Wape - Religion and Expressive Culture



Religious Beliefs. All things are believed to have a spirit. When in distress, one calls to a strong ancestor, often a dead father, for help. The spirits of the recently dead and demons are especially dangerous. The introduced Western religions have many nominal adherents but, because the indigenous religious beliefs are anchored in an extensive exchange system that establishes one's worth, the two belief systems comfortably coexist in the thinking of most Wape. While belief in an omnipotent Christian God might be acknowledged, he seems far removed and irrelevant to most Wape crises.

Religious Practitioners. Indigenous curers are known as numoin and wobif. The former is a feared shaman-witch with magical powers to both kill and cure, who is said also to have the power to become invisible and to fly. Although no longer trained by the Wape, the numoin sometimes uses the services of those who live in the societies south of the Wape. The wobif, whose powers are more benign, is expert at massage and sucking out bad blood and bits of tabooed food that cause illness. The glasman, a Tok Pisin word, is a more recent type of practitioner who is clairvoyant, a diagnostician with second sight but with no curing skills. All three types of Practitioners receive nominal payments.

Ceremonies. There are no important puberty or marital rites but curing festivals are of great social significance, sometimes bringing together many hundreds of people from diverse villages. The spirit fish-curing festival is the largest and most important of these. It is held in stages by each village every few years and involves an extensive network of economic exchanges among the relatives of the host village. The mani festival is second in social importance and is held either to treat disease or to promote successful hunting.
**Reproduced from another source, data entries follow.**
//! On-disk attendance store behavior: persistence and atomicity.

mod helpers;

use std::sync::Arc;

use chrono::Utc;
use eviden_core::event::EventId;
use eviden_core::store::{
    AttendanceRecord, AttendanceStore, InMemoryAttendanceStore, InsertOutcome,
    SqliteAttendanceStore,
};

fn record(event: &str, user: &str) -> AttendanceRecord {
    AttendanceRecord {
        event_id: EventId::new(event),
        user_id: user.to_string(),
        checked_in_at: Utc::now(),
        latitude: helpers::VENUE_LAT,
        longitude: helpers::VENUE_LON,
        distance_meters: 17.3,
    }
}

#[test]
fn records_survive_reopening_the_database() {
    let dir = tempfile::tempdir().unwrap();
    let path = dir.path().join("attendance.db");

    {
        let store = SqliteAttendanceStore::open(&path).unwrap();
        assert_eq!(
            store.insert_if_absent(&record("evt_1", "user_a")).unwrap(),
            InsertOutcome::Inserted
        );
    }

    let reopened = SqliteAttendanceStore::open(&path).unwrap();
    let found = reopened.find(&EventId::new("evt_1"), "user_a").unwrap();
    assert!(found.is_some());
    assert_eq!(
        reopened.insert_if_absent(&record("evt_1", "user_a")).unwrap(),
        InsertOutcome::AlreadyPresent
    );
}

#[test]
fn concurrent_threads_commit_exactly_one_record() {
    let dir = tempfile::tempdir().unwrap();
    let path = dir.path().join("attendance.db");
    let store = Arc::new(SqliteAttendanceStore::open(&path).unwrap());

    let mut handles = Vec::new();
    for _ in 0..8 {
        let store = Arc::clone(&store);
        handles.push(std::thread::spawn(move || {
            store.insert_if_absent(&record("evt_1", "user_racer")).unwrap()
        }));
    }

    let outcomes: Vec<InsertOutcome> = handles.into_iter().map(|h| h.join().unwrap()).collect();
    let inserted = outcomes
        .iter()
        .filter(|o| **o == InsertOutcome::Inserted)
        .count();
    assert_eq!(inserted, 1);
    assert_eq!(store.count_for_event(&EventId::new("evt_1")).unwrap(), 1);
}

/// Both shipped stores implement the same contract; a pair accepted by one
/// is reported the same way by the other.
#[test]
fn memory_and_sqlite_stores_agree_on_insert_semantics() {
    let dir = tempfile::tempdir().unwrap();
    let sqlite = SqliteAttendanceStore::open(&dir.path().join("a.db")).unwrap();
    let memory = InMemoryAttendanceStore::new();

    let stores: [&dyn AttendanceStore; 2] = [&sqlite, &memory];
    for store in stores {
        assert_eq!(
            store.insert_if_absent(&record("evt_1", "user_a")).unwrap(),
            InsertOutcome::Inserted
        );
        assert_eq!(
            store.insert_if_absent(&record("evt_1", "user_a")).unwrap(),
            InsertOutcome::AlreadyPresent
        );
        assert_eq!(
            store.insert_if_absent(&record("evt_2", "user_a")).unwrap(),
            InsertOutcome::Inserted
        );
        assert_eq!(store.count_for_event(&EventId::new("evt_1")).unwrap(), 1);
        assert!(store.find(&EventId::new("evt_1"), "user_b").unwrap().is_none());
    }
}

#[test]
fn stored_timestamps_round_to_milliseconds() {
    let dir = tempfile::tempdir().unwrap();
    let store = SqliteAttendanceStore::open(&dir.path().join("a.db")).unwrap();

    let original = record("evt_1", "user_a");
    store.insert_if_absent(&original).unwrap();

    let found = store.find(&EventId::new("evt_1"), "user_a").unwrap().unwrap();
    assert_eq!(
        found.checked_in_at.timestamp_millis(),
        original.checked_in_at.timestamp_millis()
    );
}
//! Security level policy: the token TTL table.

use chrono::Duration;
use serde::{Deserialize, Serialize};

use super::types::SecurityLevel;

/// Maps each security tier to a token time-to-live.
///
/// The lookup is total: [`SecurityLevel`] is a closed enum, so an
/// unrecognized tier cannot reach the policy at all — wire input with an
/// unknown level string is rejected at decode time instead of defaulting to
/// a lax tier.
///
/// The default table matches production; deployments override it through
/// [`SecurityPolicyConfig`] (e.g. compressed TTLs for integration testing).
///
/// # Example
///
/// ```
/// use chrono::Duration;
/// use eviden_core::token::{SecurityLevel, SecurityPolicy};
///
/// let policy = SecurityPolicy::default();
/// assert_eq!(policy.ttl(SecurityLevel::Maximum), Duration::seconds(30));
///
/// let compressed = SecurityPolicy::default()
///     .with_ttl(SecurityLevel::Maximum, Duration::milliseconds(50));
/// assert_eq!(compressed.ttl(SecurityLevel::Maximum), Duration::milliseconds(50));
/// ```
#[derive(Debug, Clone, PartialEq, Eq)]
pub struct SecurityPolicy {
    basic: Duration,
    standard: Duration,
    high: Duration,
    maximum: Duration,
}

impl Default for SecurityPolicy {
    fn default() -> Self {
        Self {
            basic: Duration::hours(24),
            standard: Duration::minutes(5),
            high: Duration::minutes(1),
            maximum: Duration::seconds(30),
        }
    }
}

impl SecurityPolicy {
    /// Returns the token TTL for the given security tier.
    #[must_use]
    pub const fn ttl(&self, level: SecurityLevel) -> Duration {
        match level {
            SecurityLevel::Basic => self.basic,
            SecurityLevel::Standard => self.standard,
            SecurityLevel::High => self.high,
            SecurityLevel::Maximum => self.maximum,
        }
    }

    /// Returns a copy of this policy with one tier's TTL replaced.
    #[must_use]
    pub const fn with_ttl(mut self, level: SecurityLevel, ttl: Duration) -> Self {
        match level {
            SecurityLevel::Basic => self.basic = ttl,
            SecurityLevel::Standard => self.standard = ttl,
            SecurityLevel::High => self.high = ttl,
            SecurityLevel::Maximum => self.maximum = ttl,
        }
        self
    }
}

/// External configuration shape for [`SecurityPolicy`].
///
/// TTLs are expressed in whole seconds, which is the resolution operators
/// actually tune at. Defaults mirror [`SecurityPolicy::default`].
#[derive(Debug, Clone, PartialEq, Eq, Serialize, Deserialize)]
#[serde(default)]
pub struct SecurityPolicyConfig {
    /// TTL for [`SecurityLevel::Basic`], in seconds.
    pub basic_ttl_secs: u32,
    /// TTL for [`SecurityLevel::Standard`], in seconds.
    pub standard_ttl_secs: u32,
    /// TTL for [`SecurityLevel::High`], in seconds.
    pub high_ttl_secs: u32,
    /// TTL for [`SecurityLevel::Maximum`], in seconds.
    pub maximum_ttl_secs: u32,
}

impl Default for SecurityPolicyConfig {
    fn default() -> Self {
        Self {
            basic_ttl_secs: 24 * 60 * 60,
            standard_ttl_secs: 5 * 60,
            high_ttl_secs: 60,
            maximum_ttl_secs: 30,
        }
    }
}

impl From<SecurityPolicyConfig> for SecurityPolicy {
    fn from(config: SecurityPolicyConfig) -> Self {
        Self {
            basic: Duration::seconds(i64::from(config.basic_ttl_secs)),
            standard: Duration::seconds(i64::from(config.standard_ttl_secs)),
            high: Duration::seconds(i64::from(config.high_ttl_secs)),
            maximum: Duration::seconds(i64::from(config.maximum_ttl_secs)),
        }
    }
}
//! Reusable fixtures for check-in integration tests.
//!
//! Everything here uses the real issuer, validator, and stores — no
//! mocking. Time is always passed explicitly, so fixtures pin a single
//! `now` and derive every instant from it.

use chrono::{DateTime, Duration, Utc};
use eviden_core::checkin::{CheckInCoordinator, CheckInRequest};
use eviden_core::event::{Event, EventId, InMemoryEventDirectory};
use eviden_core::geo::{Coordinates, VenueSize, VenueType};
use eviden_core::store::InMemoryAttendanceStore;
use eviden_core::token::{
    codec, IssuerKey, SecurityLevel, SecurityPolicy, TokenIssuer, TokenValidator,
};

/// Venue center used by every fixture event (Berlin, Alexanderplatz).
pub const VENUE_LAT: f64 = 52.5219;
pub const VENUE_LON: f64 = 13.4132;

/// A reporter position ~20 m south of the venue center, inside every
/// radius the fixtures derive.
pub const NEARBY_LAT: f64 = 52.521_72;
pub const NEARBY_LON: f64 = 13.4132;

/// Builds an event active for two hours around `now`.
///
/// Base radius 100 m, 150 attendees, indoor, medium hall: derived radius
/// is exactly 92 m.
pub fn active_event(id: &str, level: SecurityLevel, now: DateTime<Utc>) -> Event {
    Event::new(
        EventId::new(id),
        Coordinates::new(VENUE_LAT, VENUE_LON).expect("fixture venue is valid"),
        100.0,
        VenueType::Indoor,
        VenueSize::Medium,
        150,
        level,
        now - Duration::hours(1),
        now + Duration::hours(1),
    )
    .expect("fixture event is valid")
}

/// A complete check-in setup over in-memory collaborators.
pub struct CheckInFixture {
    pub coordinator: CheckInCoordinator<InMemoryEventDirectory, InMemoryAttendanceStore>,
    pub issuer: TokenIssuer,
    pub event: Event,
    pub now: DateTime<Utc>,
}

impl CheckInFixture {
    /// Builds a fixture with one active event at the given security level
    /// and the default TTL policy.
    pub fn new(level: SecurityLevel) -> Self {
        Self::with_policy(level, SecurityPolicy::default())
    }

    /// Builds a fixture with a custom TTL policy.
    pub fn with_policy(level: SecurityLevel, policy: SecurityPolicy) -> Self {
        let key = IssuerKey::generate();
        let issuer = TokenIssuer::new(key.clone());
        let now = Utc::now();
        let event = active_event("evt_fixture", level, now);

        let directory = InMemoryEventDirectory::new();
        directory
            .upsert(event.clone())
            .expect("in-memory directory accepts upserts");

        let coordinator = CheckInCoordinator::new(
            directory,
            InMemoryAttendanceStore::new(),
            TokenValidator::new(key, policy),
        );

        Self {
            coordinator,
            issuer,
            event,
            now,
        }
    }

    /// A request carrying a freshly issued, correctly bound token and a
    /// nearby reporter position.
    pub fn valid_request(&self, user_id: &str) -> CheckInRequest {
        let token = self
            .issuer
            .issue(self.event.id(), self.event.security_level(), self.now);
        CheckInRequest {
            event_id: self.event.id().clone(),
            user_id: user_id.to_string(),
            token_payload: codec::encode(&token),
            latitude: NEARBY_LAT,
            longitude: NEARBY_LON,
            reported_at: Some(self.now),
        }
    }
}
Arts. Dancing and most music are associated with curing festivals. Dancing, restricted to females and youths, is mostly a shuffling step circling the dance plaza to the beat of the booming slit gongs and hand-held dance drums. Chants are melodically restricted to a few notes and sung by both sexes at the curing festivals and by men at hunting festivals. Masks of various shapes are constructed and painted with designs for curing and hunting festivals. Women also compose words to a traditional chant lamenting their departure from their natal village at marriage, and these songs are later sung by both men and women when they are relaxing or at work.

Medicine. Various plants—for example, ginger and stinging nettles—are used in the Wape pharmacopoeia; however, as all serious illness has a supernatural cause—frequently, the intrusion of demons—exorcism is of greater importance in effecting a cure. Western medicine and procedures administered at medical aide posts and the hospital in Lumi also are popular as treatments, but they are mostly utilized after indigenous exorcisms or other procedures have been performed and are rarely given credit for a cure.

Death and Afterlife. At death, the spirit leaves the body via the anus and becomes a rapacious ghost who eventually retires to his lineage lands as a protective vengeful spirit. Traditionally the body was smoked in the village for many days while attended by mourners night and day, then finally buried. Today, by government law, the body is buried the day of the death but relatives still come from surrounding villages to mourn.